Orchiectomy for Prostate Cancer
Orchiectomy is the removal of the testicles. The penis and the scrotum, the pouch of skin that holds the testicles, are left intact. An orchiectomy is done to stop most of the body’s production of testosterone, which prostate cancer usually needs in order to continue growing.
- Simple orchiectomy is the removal of both testicles through a cut (incision) in the front of the scrotum. If desired, artificial testicles (saline implants) can be put into the scrotum.
- Subcapsular orchiectomy is the removal of the tissue from the lining of the testicles where testosterone is made. This leaves a nearly normal-looking scrotum.
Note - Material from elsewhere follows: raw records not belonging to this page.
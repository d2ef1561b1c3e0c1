/*
 * This Source Code Form is subject to the terms of the Mozilla Public
 * License, v. 2.0. If a copy of the MPL was not distributed with this
 * file, You can obtain one at https://mozilla.org/MPL/2.0/.
 */

#![allow(clippy::all)] // Tests are lower priority to fix

use flo_geometry::*;

fn pt(x: i32, y: i32) -> FixedPoint {
    FixedPoint::from_int(x, y).unwrap()
}

fn rect(x0: i32, y0: i32, x1: i32, y1: i32) -> FixedRect {
    FixedRect::from_points(pt(x0, y0), pt(x1, y1))
}

fn rectangle_path(x0: i32, y0: i32, x1: i32, y1: i32) -> Path {
    let mut path = Path::new();
    path.add_rectangle(pt(x0, y0), pt(x1, y1)).unwrap();
    path
}

fn triangle_path() -> Path {
    let mut path = Path::new();
    path.add_point(pt(0, 0)).unwrap();
    path.add_lines(&[pt(10, 0), pt(0, 10)]).unwrap();
    path.close_subpath().unwrap();
    path
}

fn ring() -> ClipList {
    let mut accumulator = ClipAccumulator::new();
    accumulator.add(ClipRect::new(0, 0, 10, 3)).unwrap();
    accumulator.add(ClipRect::new(0, 3, 3, 7)).unwrap();
    accumulator.add(ClipRect::new(7, 3, 10, 7)).unwrap();
    accumulator.add(ClipRect::new(0, 7, 10, 10)).unwrap();
    accumulator.finish().unwrap()
}

#[test]
fn overlapping_rectangles_intersect_directly() {
    let state       = ImagerState::default();
    let mut clip    = ClipPath::from_rectangle(rect(0, 0, 10, 10));

    clip.intersect(&rectangle_path(5, 5, 15, 15), WindingRule::NonZero, &state).unwrap();

    assert!(clip.is_rectangle() == Some(rect(5, 5, 10, 10)));
    assert!(clip.inner_box() == rect(5, 5, 10, 10));
    assert!(clip.outer_box() == rect(5, 5, 10, 10));
}

#[test]
fn intersecting_with_a_point_leaves_an_empty_rectangle() {
    let state       = ImagerState::default();
    let mut clip    = ClipPath::from_rectangle(rect(0, 0, 10, 10));

    let mut point = Path::new();
    point.add_point(pt(4, 4)).unwrap();

    clip.intersect(&point, WindingRule::NonZero, &state).unwrap();

    assert!(clip.inner_box() == FixedRect::at_point(pt(4, 4)));
    assert!(clip.outer_box() == FixedRect::at_point(pt(4, 4)));
    assert!(clip.outer_box().is_empty());
    assert!(clip.list().unwrap().is_empty());
}

#[test]
fn intersecting_with_an_empty_path_uses_the_origin() {
    let state       = ImagerState::default().with_ctm(Matrix::translation(3.0, 5.0));
    let mut clip    = ClipPath::from_rectangle(rect(0, 0, 10, 10));

    clip.intersect(&Path::new(), WindingRule::NonZero, &state).unwrap();

    assert!(clip.outer_box() == FixedRect::at_point(pt(3, 5)));
}

#[test]
fn intersection_changes_the_id() {
    let state       = ImagerState::default();
    let mut clip    = ClipPath::from_rectangle(rect(0, 0, 10, 10));
    let before      = clip.id();

    clip.intersect(&rectangle_path(2, 2, 8, 8), WindingRule::NonZero, &state).unwrap();

    assert!(clip.id() != before);
}

#[test]
fn triangle_clip_covers_pixel_centres() {
    let state       = ImagerState::default();
    let mut clip    = ClipPath::from_rectangle(rect(0, 0, 10, 10));

    clip.intersect(&triangle_path(), WindingRule::NonZero, &state).unwrap();

    let list = clip.list().unwrap();
    assert!(list.is_normalized());
    assert!(list.area() == 45);
    assert!(list.contains_pixel(0, 0));
    assert!(list.contains_pixel(8, 0));
    assert!(!list.contains_pixel(9, 0));
    assert!(!list.contains_pixel(0, 9));
}

#[test]
fn intersection_order_does_not_matter() {
    let state = ImagerState::default();

    let mut first = ClipPath::from_rectangle(rect(0, 0, 10, 10));
    first.intersect(&triangle_path(), WindingRule::NonZero, &state).unwrap();
    first.intersect(&rectangle_path(2, 2, 8, 8), WindingRule::NonZero, &state).unwrap();

    let mut second = ClipPath::from_rectangle(rect(0, 0, 10, 10));
    second.intersect(&rectangle_path(2, 2, 8, 8), WindingRule::NonZero, &state).unwrap();
    second.intersect(&triangle_path(), WindingRule::NonZero, &state).unwrap();

    let first_list  = first.list().unwrap().clone();
    let second_list = second.list().unwrap().clone();

    assert!(first_list == second_list);
    assert!(first_list.area() == 5 + 4 + 3 + 2 + 1);
}

#[test]
fn even_odd_rule_leaves_overlap_out() {
    let mut path = rectangle_path(0, 0, 6, 4);
    path.add_rectangle(pt(4, 0), pt(10, 4)).unwrap();

    let even_odd    = scan_convert_path(&path, WindingRule::EvenOdd, 1.0, None).unwrap();
    let non_zero    = scan_convert_path(&path, WindingRule::NonZero, 1.0, None).unwrap();

    assert!(non_zero.rects() == &[ClipRect::new(0, 0, 10, 4)]);
    assert!(even_odd.rects() == &[ClipRect::new(0, 0, 4, 4), ClipRect::new(6, 0, 10, 4)]);
}

#[test]
fn outside_region_covers_the_rest() {
    let mut clip = ClipPath::from_rectangle(rect(0, 0, 10, 10));
    clip.set_outside(true);

    assert!(clip.is_rectangle().is_none());
    assert!(clip.outer_box() == FixedRect::everything());
    assert!(clip.inner_box().is_empty());

    let outside = clip.rectangles_in(&ClipRect::new(0, 0, 20, 10)).unwrap();
    assert!(outside == vec![ClipRect::new(10, 0, 20, 10)]);
}

#[test]
fn intersect_with_outside_clip_subtracts() {
    let mut clip        = ClipPath::from_rectangle(rect(0, 0, 10, 10));
    let mut excluded    = ClipPath::from_rectangle(rect(5, 0, 10, 10));
    excluded.set_outside(true);

    clip.intersect_clip(&mut excluded).unwrap();

    assert!(clip.is_rectangle() == Some(rect(0, 0, 5, 10)));
}

#[test]
fn rectangles_in_clips_the_query() {
    let list = ring();

    let inside = list.rectangles_in(&ClipRect::new(2, 2, 8, 8), false).unwrap();

    assert!(inside == vec![
        ClipRect::new(2, 2, 8, 3),
        ClipRect::new(2, 3, 3, 7),
        ClipRect::new(7, 3, 8, 7),
        ClipRect::new(2, 7, 8, 8),
    ]);
}

#[test]
fn accumulator_merges_overlaps() {
    let mut accumulator = ClipAccumulator::new();
    accumulator.add(ClipRect::new(0, 0, 5, 5)).unwrap();
    accumulator.add(ClipRect::new(3, 0, 8, 5)).unwrap();
    accumulator.add(ClipRect::new(0, 5, 8, 6)).unwrap();
    accumulator.add(ClipRect::new(20, 20, 20, 30)).unwrap();

    let list = accumulator.finish().unwrap();

    assert!(list.rects() == &[ClipRect::new(0, 0, 8, 6)]);
    assert!(list.is_rectangle() == Some(ClipRect::new(0, 0, 8, 6)));
}

#[test]
fn accumulator_keeps_bands_apart() {
    let mut accumulator = ClipAccumulator::new();
    accumulator.add(ClipRect::new(0, 0, 10, 2)).unwrap();
    accumulator.add(ClipRect::new(0, 1, 4, 4)).unwrap();

    let list = accumulator.finish().unwrap();

    assert!(list.is_normalized());
    assert!(list.rects() == &[ClipRect::new(0, 0, 10, 2), ClipRect::new(0, 2, 4, 4)]);
    assert!(list.area() == 28);
}

#[test]
fn list_intersection() {
    let ring        = ring();
    let square      = ClipList::from_rect(ClipRect::new(0, 0, 5, 5));
    let overlap     = ring.intersect(&square).unwrap();

    assert!(overlap.rects() == &[ClipRect::new(0, 0, 5, 3), ClipRect::new(0, 3, 3, 5)]);
}

#[test]
fn outline_of_a_ring_has_a_hole() {
    let list        = ring();
    let elements    = ClipOutline::new(&list).collect::<Vec<_>>();

    let moves       = elements.iter().filter(|element| matches!(element, PathElement::MoveTo(_))).count();
    let lines       = elements.iter().filter(|element| matches!(element, PathElement::LineTo(..))).count();
    let closes      = elements.iter().filter(|element| matches!(element, PathElement::ClosePath)).count();

    assert!(moves == 2);
    assert!(closes == 2);
    assert!(moves + lines == 8);

    assert!(elements[0] == PathElement::MoveTo(pt(0, 0)));
}

#[test]
fn outline_converts_back_to_the_same_region() {
    let list    = ring();
    let path    = Path::from_elements(ClipOutline::new(&list)).unwrap();
    let again   = scan_convert_path(&path, WindingRule::NonZero, 1.0, None).unwrap();

    assert!(again == list);
}

#[test]
fn outline_of_rectangle() {
    let list        = ClipList::from_rect(ClipRect::new(1, 2, 3, 4));
    let elements    = ClipOutline::new(&list).collect::<Vec<_>>();

    assert!(elements == vec![
        PathElement::MoveTo(pt(1, 2)),
        PathElement::LineTo(pt(1, 4), SegmentNotes::NONE),
        PathElement::LineTo(pt(3, 4), SegmentNotes::NONE),
        PathElement::LineTo(pt(3, 2), SegmentNotes::NONE),
        PathElement::ClosePath,
    ]);
}

#[test]
fn clip_path_traces_a_rectangle_list() {
    let state       = ImagerState::default();
    let mut clip    = ClipPath::from_rectangle(rect(0, 0, 10, 10));
    clip.intersect(&triangle_path(), WindingRule::NonZero, &state).unwrap();

    let id          = clip.id();
    let outline     = clip.path().unwrap().clone();

    assert!(clip.id() == id);
    assert!(outline.subpath_count() == 1);
    assert!(outline.bounding_box().unwrap() == rect(0, 0, 9, 9));
}

#[test]
fn whole_pixel_translation_moves_the_list() {
    let state       = ImagerState::default();
    let mut clip    = ClipPath::from_rectangle(rect(0, 0, 10, 10));
    clip.intersect(&triangle_path(), WindingRule::NonZero, &state).unwrap();

    clip.translate(pt(5, 5)).unwrap();

    let list = clip.list().unwrap();
    assert!(list.contains_pixel(5, 5));
    assert!(!list.contains_pixel(4, 4));
    assert!(list.area() == 45);
}

#[test]
fn path_clip_includes_no_rectangle_until_it_has_an_inner_box() {
    let state   = ImagerState::default();
    let clip    = ClipPath::from_path(&triangle_path(), WindingRule::NonZero, &state).unwrap();

    assert!(clip.outer_box() == rect(0, 0, 10, 10));
    assert!(!clip.includes_rectangle(&FixedRect::at_point(pt(0, 0))));
    assert!(!clip.includes_rectangle(&rect(1, 1, 2, 2)));

    let square = ClipPath::from_rectangle(rect(0, 0, 10, 10));
    assert!(square.includes_rectangle(&rect(1, 1, 2, 2)));
    assert!(!square.includes_rectangle(&rect(5, 5, 15, 15)));
}

#[test]
fn empty_clip_includes_nothing() {
    let state       = ImagerState::default();
    let mut clip    = ClipPath::from_rectangle(rect(0, 0, 10, 10));

    let mut point = Path::new();
    point.add_point(pt(4, 4)).unwrap();
    clip.intersect(&point, WindingRule::NonZero, &state).unwrap();

    assert!(!clip.includes_rectangle(&FixedRect::at_point(pt(4, 4))));
    assert!(!ClipPath::new().includes_rectangle(&FixedRect::default()));
}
These methods work equally well for stopping the production of testosterone by the testicles. These surgeries are about as complicated as a vasectomy and take less than 30 minutes.
What To Expect
Orchiectomy can be done as an outpatient procedure or with a short hospital stay. You can typically resume regular activities in 1 to 2 weeks. And you can expect a full recovery in 2 to 4 weeks.
Why It Is Done
Orchiectomy may help relieve symptoms, prevent complications, and prolong survival for advanced prostate cancer. Radiation treatment is sometimes needed also.
How Well It Works
Orchiectomy often causes the tumor to shrink and relieves bone pain.
This surgery does not cure prostate cancer, although it may prolong survival.
Orchiectomy causes sudden hormone changes in the body. Side effects from hormone changes may include:
What To Think About
Testosterone levels in the body can be lowered in two ways, either with surgery or with hormone therapy. Having surgery (an orchiectomy) is a permanent way to lower testosterone. Hormone therapy (using medicines) is not permanent, so a man will need to keep taking pills or having shots to keep his testosterone levels low.
Some men choose to have reconstructive surgery after an orchiectomy. For this, the surgeon replaces the testicles with artificial testicles.